On ne badine pas avec l'honnêteté chez nos voisins d'outre-Rhin. Après trente et un ans de bons et loyaux services, une caissière — pardon, une hôtesse de caisse — s'est vu licencier par la chaîne de supermarchés qui l'employait parce que, ayant récupéré pour son propre compte deux tickets de consigne oubliés là par des clients, elle aurait sans vergogne détourné la somme de 1,30 euro ! Décidément, n'est pas Jérôme Kerviel qui veut...
On nous rétorquera que le montant du larcin importe moins que le principe, que c'est l'intention qui compte, que celui qui vole un œuf vole un bœuf, etc. Aussi bien, gardons-nous ici de prendre parti, la morale n'entrant pas dans nos attributions. La seule chose qu'inspire cette somme rien moins que rondelette au chroniqueur de langue, c'est que, dans ce cas précis, notre grammaire nous oblige à laisser euro au singulier, quand l'anglais considère que le pluriel s'impose dès que l'on a dépassé l'unité, fût-ce d'une malheureuse décimale. Tous ceux qui ont un jour emprunté les « highways » américaines se souviennent certainement d'avoir lu, sur plus d'un panneau : « 1.5 miles ». Faut-il voir dans cette divergence syntaxique l'affrontement symbolique de deux mentalités incompatibles, voire de deux logiques irréconciliables ?

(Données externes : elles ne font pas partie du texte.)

//! Contract tests every [`Backend`] implementation is expected to pass.
//!
//! Each function takes a factory producing a fresh, empty backend.  Factories must produce
//! backends that create missing intermediate containers on write.  The `*_pruning` tests expect
//! a backend configured to prune containers left empty by a delete; all others expect pruning
//! to be disabled.

use std::thread;
use std::time::Duration;

use bytes::Bytes;

use crate::{Backend, ContainerPath, DocPath, ErrorKind};

fn doc(raw: &str) -> DocPath {
    DocPath::parse(raw).unwrap()
}

fn container(raw: &str) -> ContainerPath {
    ContainerPath::parse(raw).unwrap()
}

pub fn write_then_get_works<B: Backend>(backend_factory: fn() -> B) {
    let backend = backend_factory();

    for (raw, content) in [
        ("a.json", &b"{\"x\":1}"[..]),
        ("nested/deeper/b.json", &b"[1,2,3]"[..]),
        ("/slashes/c.json/", &b"\"scalar\""[..]),
    ] {
        let path = doc(raw);
        assert!(!backend.exists(&path).unwrap());

        backend
            .write(&path, Bytes::copy_from_slice(content))
            .unwrap();

        assert!(backend.exists(&path).unwrap());
        assert_eq!(backend.get(&path).unwrap(), Bytes::copy_from_slice(content));
    }
}

pub fn overwrite_replaces_content<B: Backend>(backend_factory: fn() -> B) {
    let backend = backend_factory();
    let path = doc("value.json");

    backend.write(&path, Bytes::from_static(b"1")).unwrap();
    backend.write(&path, Bytes::from_static(b"2")).unwrap();

    assert_eq!(backend.get(&path).unwrap(), Bytes::from_static(b"2"));
}

pub fn missing_documents_are_not_found<B: Backend>(backend_factory: fn() -> B) {
    let backend = backend_factory();
    backend
        .write(&doc("present/a.json"), Bytes::from_static(b"{}"))
        .unwrap();

    for raw in ["absent.json", "present/b.json", "absent/a.json"] {
        let path = doc(raw);
        assert!(!backend.exists(&path).unwrap());
        assert_eq!(backend.get(&path).unwrap_err().kind(), ErrorKind::NotFound);
        assert_eq!(
            backend.last_modified(&path).unwrap_err().kind(),
            ErrorKind::NotFound
        );
        assert_eq!(
            backend.delete(&path).unwrap_err().kind(),
            ErrorKind::NotFound
        );
    }
}

pub fn containers_are_not_documents<B: Backend>(backend_factory: fn() -> B) {
    let backend = backend_factory();
    backend
        .write(&doc("box.json/inner.json"), Bytes::from_static(b"{}"))
        .unwrap();

    let container_path = doc("box.json");
    assert!(!backend.exists(&container_path).unwrap());
    assert_eq!(
        backend.get(&container_path).unwrap_err().kind(),
        ErrorKind::NotFound
    );
    assert_eq!(
        backend.last_modified(&container_path).unwrap_err().kind(),
        ErrorKind::NotFound
    );
}

pub fn list_returns_sorted_documents_only<B: Backend>(backend_factory: fn() -> B) {
    let backend = backend_factory();
    for raw in ["dir/b.json", "dir/a.json", "dir/sub/c.json", "top.json"] {
        backend.write(&doc(raw), Bytes::from_static(b"{}")).unwrap();
    }

    assert_eq!(backend.list(&container("dir")).unwrap(), ["a.json", "b.json"]);
    assert_eq!(backend.list(&container("/dir/sub/")).unwrap(), ["c.json"]);
    assert_eq!(backend.list(&ContainerPath::root()).unwrap(), ["top.json"]);
}

pub fn list_requires_an_existing_container<B: Backend>(backend_factory: fn() -> B) {
    let backend = backend_factory();
    backend
        .write(&doc("dir/a.json"), Bytes::from_static(b"{}"))
        .unwrap();

    assert_eq!(
        backend.list(&container("missing")).unwrap_err().kind(),
        ErrorKind::NotFound
    );
    // A document is not a container, even though its path parses as one.
    assert_eq!(
        backend.list(&container("dir/a.json")).unwrap_err().kind(),
        ErrorKind::NotFound
    );
    assert_eq!(
        backend.list(&container("dir/a.json/x")).unwrap_err().kind(),
        ErrorKind::NotFound
    );
}

pub fn delete_removes_document<B: Backend>(backend_factory: fn() -> B) {
    let backend = backend_factory();
    let path = doc("dir/a.json");
    backend.write(&path, Bytes::from_static(b"{}")).unwrap();

    backend.delete(&path).unwrap();

    assert!(!backend.exists(&path).unwrap());
    assert_eq!(backend.get(&path).unwrap_err().kind(), ErrorKind::NotFound);
}

pub fn delete_keeps_empty_containers_without_pruning<B: Backend>(backend_factory: fn() -> B) {
    let backend = backend_factory();
    backend
        .write(&doc("a/b/c.json"), Bytes::from_static(b"{}"))
        .unwrap();

    backend.delete(&doc("a/b/c.json")).unwrap();

    assert!(backend.list(&container("a/b")).unwrap().is_empty());
}

pub fn delete_of_container_is_refused_without_pruning<B: Backend>(backend_factory: fn() -> B) {
    let backend = backend_factory();
    backend
        .write(&doc("box.json/inner.json"), Bytes::from_static(b"{}"))
        .unwrap();

    let err = backend.delete(&doc("box.json")).unwrap_err();
    assert_eq!(err.kind(), ErrorKind::NotAllowed);
    assert!(backend.exists(&doc("box.json/inner.json")).unwrap());
}

pub fn delete_prunes_empty_containers_pruning<B: Backend>(backend_factory: fn() -> B) {
    let backend = backend_factory();
    backend
        .write(&doc("keep.json"), Bytes::from_static(b"{}"))
        .unwrap();
    backend
        .write(&doc("a/b/c.json"), Bytes::from_static(b"{}"))
        .unwrap();

    backend.delete(&doc("a/b/c.json")).unwrap();

    assert_eq!(
        backend.list(&container("a/b")).unwrap_err().kind(),
        ErrorKind::NotFound
    );
    assert_eq!(
        backend.list(&container("a")).unwrap_err().kind(),
        ErrorKind::NotFound
    );
    // The root is never pruned.
    assert_eq!(backend.list(&ContainerPath::root()).unwrap(), ["keep.json"]);
}

pub fn delete_keeps_non_empty_containers_pruning<B: Backend>(backend_factory: fn() -> B) {
    let backend = backend_factory();
    backend
        .write(&doc("a/b/one.json"), Bytes::from_static(b"1"))
        .unwrap();
    backend
        .write(&doc("a/b/two.json"), Bytes::from_static(b"2"))
        .unwrap();

    backend.delete(&doc("a/b/one.json")).unwrap();

    assert_eq!(backend.list(&container("a/b")).unwrap(), ["two.json"]);
    assert_eq!(
        backend.get(&doc("a/b/two.json")).unwrap(),
        Bytes::from_static(b"2")
    );
}

pub fn delete_of_populated_container_is_refused_pruning<B: Backend>(
    backend_factory: fn() -> B,
) {
    let backend = backend_factory();
    backend
        .write(&doc("box.json/inner.json"), Bytes::from_static(b"{}"))
        .unwrap();

    let err = backend.delete(&doc("box.json")).unwrap_err();
    assert_eq!(err.kind(), ErrorKind::NotAllowed);
    assert!(backend.exists(&doc("box.json/inner.json")).unwrap());

    // Removing the last document takes the container with it.
    backend.delete(&doc("box.json/inner.json")).unwrap();
    assert_eq!(
        backend.list(&container("box.json")).unwrap_err().kind(),
        ErrorKind::NotFound
    );
}

pub fn write_onto_container_is_refused<B: Backend>(backend_factory: fn() -> B) {
    let backend = backend_factory();
    backend
        .write(&doc("box.json/inner.json"), Bytes::from_static(b"{}"))
        .unwrap();

    let err = backend
        .write(&doc("box.json"), Bytes::from_static(b"{}"))
        .unwrap_err();
    assert_eq!(err.kind(), ErrorKind::NotAllowed);
    assert!(backend.exists(&doc("box.json/inner.json")).unwrap());
}

pub fn write_through_document_is_refused<B: Backend>(backend_factory: fn() -> B) {
    let backend = backend_factory();
    backend
        .write(&doc("leaf.json"), Bytes::from_static(b"\"kept\""))
        .unwrap();

    let err = backend
        .write(&doc("leaf.json/child.json"), Bytes::from_static(b"{}"))
        .unwrap_err();
    assert_eq!(err.kind(), ErrorKind::Client);
    assert_eq!(
        backend.get(&doc("leaf.json")).unwrap(),
        Bytes::from_static(b"\"kept\"")
    );
}

pub fn rewrite_advances_last_modified<B: Backend>(backend_factory: fn() -> B) {
    let backend = backend_factory();
    let path = doc("clock.json");
    let content = Bytes::from_static(b"{\"same\":true}");

    backend.write(&path, content.clone()).unwrap();
    let first = backend.last_modified(&path).unwrap();

    backend.write(&path, content.clone()).unwrap();
    let second = backend.last_modified(&path).unwrap();
    assert_eq!(backend.get(&path).unwrap(), content);
    assert!(second > first);

    // And again after a pause, against the wall clock rather than a bump.
    thread::sleep(Duration::from_millis(5));
    backend.write(&path, content.clone()).unwrap();
    assert!(backend.last_modified(&path).unwrap() > second);
    assert_eq!(backend.get(&path).unwrap(), content);
}

/// Runs every test that expects pruning to be disabled.
pub fn run_all<B: Backend>(backend_factory: fn() -> B) {
    write_then_get_works(backend_factory);
    overwrite_replaces_content(backend_factory);
    missing_documents_are_not_found(backend_factory);
    containers_are_not_documents(backend_factory);
    list_returns_sorted_documents_only(backend_factory);
    list_requires_an_existing_container(backend_factory);
    delete_removes_document(backend_factory);
    delete_keeps_empty_containers_without_pruning(backend_factory);
    delete_of_container_is_refused_without_pruning(backend_factory);
    write_onto_container_is_refused(backend_factory);
    write_through_document_is_refused(backend_factory);
    rewrite_advances_last_modified(backend_factory);
}

/// Runs every test that expects pruning to be enabled.
pub fn run_all_pruning<B: Backend>(backend_factory: fn() -> B) {
    delete_prunes_empty_containers_pruning(backend_factory);
    delete_keeps_non_empty_containers_pruning(backend_factory);
    delete_of_populated_container_is_refused_pruning(backend_factory);
}
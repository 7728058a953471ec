//! docfs-store: paths, errors and the storage backend contract.
//!
//! Everything at this level is bytes.  JSON decoding, merge patches and the concrete backends
//! live in `docfs-json-store`.
//!
//! # Example
//!
//! ```rust
//! use docfs_store::{Backend, ContainerPath, DocPath, Error};
//!
//! fn names(backend: &dyn Backend, dir: &str) -> Result<Vec<String>, Error> {
//!     backend.list(&ContainerPath::parse(dir)?)
//! }
//!
//! fn read(backend: &dyn Backend, path: &str) -> Result<bytes::Bytes, Error> {
//!     backend.get(&DocPath::parse(path)?)
//! }
//! ```

pub use bytes::Bytes;

mod backend;
mod error;
pub mod path;

pub use backend::{Backend, EntryKind, FileBackend};
pub use error::{Error, ErrorKind};
pub use path::{ContainerPath, DocPath, Error as PathError, DOCUMENT_SUFFIX};

#[cfg(any(test, feature = "test-utils"))]
pub mod trait_test_suite;
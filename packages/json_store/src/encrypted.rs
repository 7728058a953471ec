//! At-rest encryption for any backend.
//!
//! Stored layout: `nonce (12 bytes) || ciphertext || auth_tag (16 bytes)`.

use std::time::SystemTime;

use aes_gcm::aead::{Aead, AeadCore, KeyInit, OsRng};
use aes_gcm::{Aes256Gcm, Key, Nonce};
use bytes::Bytes;
use sha2::{Digest, Sha256};

use docfs_store::{Backend, ContainerPath, DocPath, EntryKind, Error, FileBackend};

/// Size of an AES-GCM nonce in bytes
pub const NONCE_SIZE: usize = 12;

/// Wraps a backend, encrypting content on write and decrypting it on read.
///
/// The key is the SHA-256 digest of the passphrase.  Listing, existence checks, deletes and
/// timestamps go straight to the inner backend.
pub struct EncryptedBackend<B> {
    inner: B,
    cipher: Aes256Gcm,
}

impl<B: Backend> EncryptedBackend<B> {
    pub fn new(inner: B, passphrase: &str) -> Self {
        let digest = Sha256::digest(passphrase.as_bytes());
        let cipher = Aes256Gcm::new(Key::<Aes256Gcm>::from_slice(&digest));
        EncryptedBackend { inner, cipher }
    }

    pub fn inner(&self) -> &B {
        &self.inner
    }

    pub fn into_inner(self) -> B {
        self.inner
    }

    fn encrypt(&self, data: &[u8]) -> Result<Vec<u8>, Error> {
        let nonce = Aes256Gcm::generate_nonce(&mut OsRng);
        let ciphertext = self
            .cipher
            .encrypt(&nonce, data)
            .map_err(|_| Error::Encryption {
                message: "encrypt error".to_string(),
            })?;

        let mut out = Vec::with_capacity(NONCE_SIZE + ciphertext.len());
        out.extend_from_slice(nonce.as_slice());
        out.extend_from_slice(&ciphertext);
        Ok(out)
    }

    fn decrypt(&self, data: &[u8]) -> Result<Vec<u8>, Error> {
        if data.len() < NONCE_SIZE {
            return Err(Error::Encryption {
                message: "data too short for nonce".to_string(),
            });
        }

        let (nonce, ciphertext) = data.split_at(NONCE_SIZE);
        self.cipher
            .decrypt(Nonce::from_slice(nonce), ciphertext)
            .map_err(|_| Error::Encryption {
                message: "decrypt error".to_string(),
            })
    }
}

impl<B: Backend> Backend for EncryptedBackend<B> {
    fn exists(&self, path: &DocPath) -> Result<bool, Error> {
        self.inner.exists(path)
    }

    fn get(&self, path: &DocPath) -> Result<Bytes, Error> {
        let data = self.inner.get(path)?;
        self.decrypt(&data).map(Bytes::from)
    }

    fn write(&self, path: &DocPath, data: Bytes) -> Result<(), Error> {
        let sealed = self.encrypt(&data)?;
        self.inner.write(path, Bytes::from(sealed))
    }

    fn delete(&self, path: &DocPath) -> Result<(), Error> {
        self.inner.delete(path)
    }

    fn list(&self, path: &ContainerPath) -> Result<Vec<String>, Error> {
        self.inner.list(path)
    }

    fn last_modified(&self, path: &DocPath) -> Result<SystemTime, Error> {
        self.inner.last_modified(path)
    }
}

impl<B: FileBackend> FileBackend for EncryptedBackend<B> {
    fn list_types(&self, path: &ContainerPath, kind: EntryKind) -> Result<Vec<String>, Error> {
        self.inner.list_types(path, kind)
    }
}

L'hypothèse ne manquera pas de séduire, encore qu'à y regarder de plus près elle aille visiblement à l'encontre de quelques idées reçues : on se serait plutôt attendu, en effet, que ce soit le français qui, poussé par son côté latin à l'esbroufe et à la surenchère, soit enclin à brûler ainsi les étapes et à se croire parvenu au pluriel avant même que l'on n'ait quitté le singulier ! Mais que ce soit la langue des Anglo-Saxons, depuis toujours réputés pour leur flegme et leur pragmatisme, qui passe la seconde alors que la première est tout juste enclenchée, voilà qui, on en conviendra, a également de quoi surprendre...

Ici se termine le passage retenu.